Second, to the company's vision, services, etc. to make a clear description, to facilitate rapid understanding of investors, the main content must cover all the key points, all you think can attract investors to write the content. Some specific creative points may need to be kept secret, but in practice the execution is more important to most startups than creativity.
And on the incentive platform, the entrepreneurial team should also pay attention to the transparent product pricing. In the hardware development process, there will be a lot of people caught off guard problems. And the entrepreneurial team must be sustainable to the perspective of the product pricing, covering the production, logistics, after-sale, including the full cost. Instead of making investments without cost.
Product planning, consumer expectations management
The founders of the award-type project were the two most frequently made mistakes: one was a lack of planning and the other was that the actual product could not meet the expectations of its supporters.
This requires that the founders have to focus on what really matters: is the team configured properly? is the operational process and supporting infrastructure sufficient to support the delivery of the target product? Does the product have a substantial competitive advantage?

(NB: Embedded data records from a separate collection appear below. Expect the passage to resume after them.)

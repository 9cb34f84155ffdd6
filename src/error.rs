//! Error types for heap and pool operations
//!
//! Two classes of failure exist: the allocator could not provide memory, or a
//! documented precondition was violated by the caller. Unchecked entry points
//! (`top`, `release_all`, ...) treat violations as programming errors; the
//! `try_*` entry points report them through [`HeapError`] instead.

use std::fmt;
use thiserror::Error;

/// Errors reported by the checked heap and pool entry points
#[non_exhaustive]
#[derive(Error, Debug, Clone, PartialEq, Eq)]
pub enum HeapError {
    /// The system allocator could not provide storage for new node slots
    #[error("allocation of {slots} node slots ({bytes} bytes) failed")]
    AllocationFailed { slots: usize, bytes: usize },

    /// A documented precondition of the operation did not hold
    #[error("precondition violated: {0}")]
    PreconditionViolated(Violation),

    /// A pool configuration was rejected
    #[error("invalid pool configuration: {reason}")]
    InvalidConfig { reason: &'static str },
}

/// The precondition that was violated
#[derive(Debug, Clone, Copy, PartialEq, Eq)]
pub enum Violation {
    /// `top`/`pop` was requested on an empty heap
    EmptyHeap,
    /// Pool storage release was requested while slots are still constructed
    LiveNodes { live: usize },
    /// Pool storage release was requested while the heap still holds elements
    HeapNotEmpty { len: usize },
}

impl fmt::Display for Violation {
    fn fmt(&self, f: &mut fmt::Formatter<'_>) -> fmt::Result {
        match self {
            Violation::EmptyHeap => write!(f, "heap is empty"),
            Violation::LiveNodes { live } => {
                write!(f, "pool still has {live} live nodes")
            }
            Violation::HeapNotEmpty { len } => {
                write!(f, "heap still holds {len} elements")
            }
        }
    }
}

/// Coarse classification of a [`HeapError`]
#[derive(Debug, Clone, Copy, PartialEq, Eq, Hash)]
pub enum ErrorKind {
    Allocation,
    Precondition,
    Config,
}

impl HeapError {
    /// Returns the class of this error
    pub fn kind(&self) -> ErrorKind {
        match self {
            HeapError::AllocationFailed { .. } => ErrorKind::Allocation,
            HeapError::PreconditionViolated(_) => ErrorKind::Precondition,
            HeapError::InvalidConfig { .. } => ErrorKind::Config,
        }
    }

    /// True if the caller broke a documented precondition
    pub fn is_precondition(&self) -> bool {
        self.kind() == ErrorKind::Precondition
    }

    /// Returns the violated precondition, if any
    pub fn violation(&self) -> Option<Violation> {
        match self {
            HeapError::PreconditionViolated(v) => Some(*v),
            _ => None,
        }
    }

    pub(crate) fn allocation_failed<N>(slots: usize) -> Self {
        HeapError::AllocationFailed {
            slots,
            bytes: slots.saturating_mul(std::mem::size_of::<N>()),
        }
    }
}

impl From<Violation> for HeapError {
    fn from(v: Violation) -> Self {
        HeapError::PreconditionViolated(v)
    }
}

/// Result alias used throughout the crate
pub type Result<T> = std::result::Result<T, HeapError>;
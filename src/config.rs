//! Configuration for node pools and heaps

use crate::error::{HeapError, Result};

/// Default number of slots in a pool's first block
pub const DEFAULT_INITIAL_BLOCK_CAPACITY: usize = 4096;

/// Upper bound for the size of any single pool block, in slots
pub const DEFAULT_MAX_BLOCK_CAPACITY: usize = 1 << 28;

/// Sizing policy for a [`NodePool`](crate::pool::NodePool)
///
/// Blocks start at `initial_block_capacity` slots and double each time a new
/// block is needed, never exceeding `max_block_capacity`.
#[derive(Debug, Clone, Copy, PartialEq, Eq)]
pub struct PoolConfig {
    /// Slots in the first block
    pub initial_block_capacity: usize,
    /// Ceiling for block growth
    pub max_block_capacity: usize,
}

impl Default for PoolConfig {
    fn default() -> Self {
        Self {
            initial_block_capacity: DEFAULT_INITIAL_BLOCK_CAPACITY,
            max_block_capacity: DEFAULT_MAX_BLOCK_CAPACITY,
        }
    }
}

impl PoolConfig {
    /// Small blocks, for many short-lived heaps
    #[must_use]
    pub fn small() -> Self {
        Self {
            initial_block_capacity: 64,
            max_block_capacity: 1 << 16,
        }
    }

    /// Large blocks, for a single long-running high-churn heap
    #[must_use]
    pub fn large() -> Self {
        Self {
            initial_block_capacity: 1 << 16,
            max_block_capacity: DEFAULT_MAX_BLOCK_CAPACITY,
        }
    }

    /// Sets the first block's capacity
    #[must_use]
    pub fn with_initial_block_capacity(mut self, slots: usize) -> Self {
        self.initial_block_capacity = slots;
        self
    }

    /// Sets the growth ceiling
    #[must_use]
    pub fn with_max_block_capacity(mut self, slots: usize) -> Self {
        self.max_block_capacity = slots;
        self
    }

    /// Checks that the configuration describes a usable growth policy
    pub fn validate(&self) -> Result<()> {
        if self.initial_block_capacity == 0 {
            return Err(HeapError::InvalidConfig {
                reason: "initial block capacity must be non-zero",
            });
        }
        if self.max_block_capacity < self.initial_block_capacity {
            return Err(HeapError::InvalidConfig {
                reason: "max block capacity is below the initial block capacity",
            });
        }
        Ok(())
    }
}

/// How the merge primitive walks the right spines
#[derive(Debug, Clone, Copy, PartialEq, Eq, Default)]
pub enum MergeStrategy {
    /// Explicit worklist; stack usage is constant
    #[default]
    Iterative,
    /// Direct recursion; stack depth grows with the merged right-spine length
    Recursive,
}

/// Per-heap settings fixed at construction
#[derive(Debug, Clone, Copy, PartialEq, Eq, Default)]
pub struct HeapConfig {
    /// Which meld formulation the heap uses
    pub merge_strategy: MergeStrategy,
}

impl HeapConfig {
    /// Sets the meld formulation
    #[must_use]
    pub fn with_merge_strategy(mut self, strategy: MergeStrategy) -> Self {
        self.merge_strategy = strategy;
        self
    }
}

At the same time, the entrepreneurial team is best to establish a good communication mechanism with the investors. The best way to manage your supporters ' expectations is to keep talking to them and ask for feedback. Once the supporters understand how the product was created, they are better able to understand the difficulties the development team has encountered and to recognize the efforts of the development team.
In 2013, Kickstarter's successful project reached 19,900, raising $480 million trillion, although many of the projects have failed, but the public-chip model is still an important direction in the future. The scale of public investment is still growing, and it is likely to be one of the main sources of capital injections for start-ups, in the direction of Internet-centric access.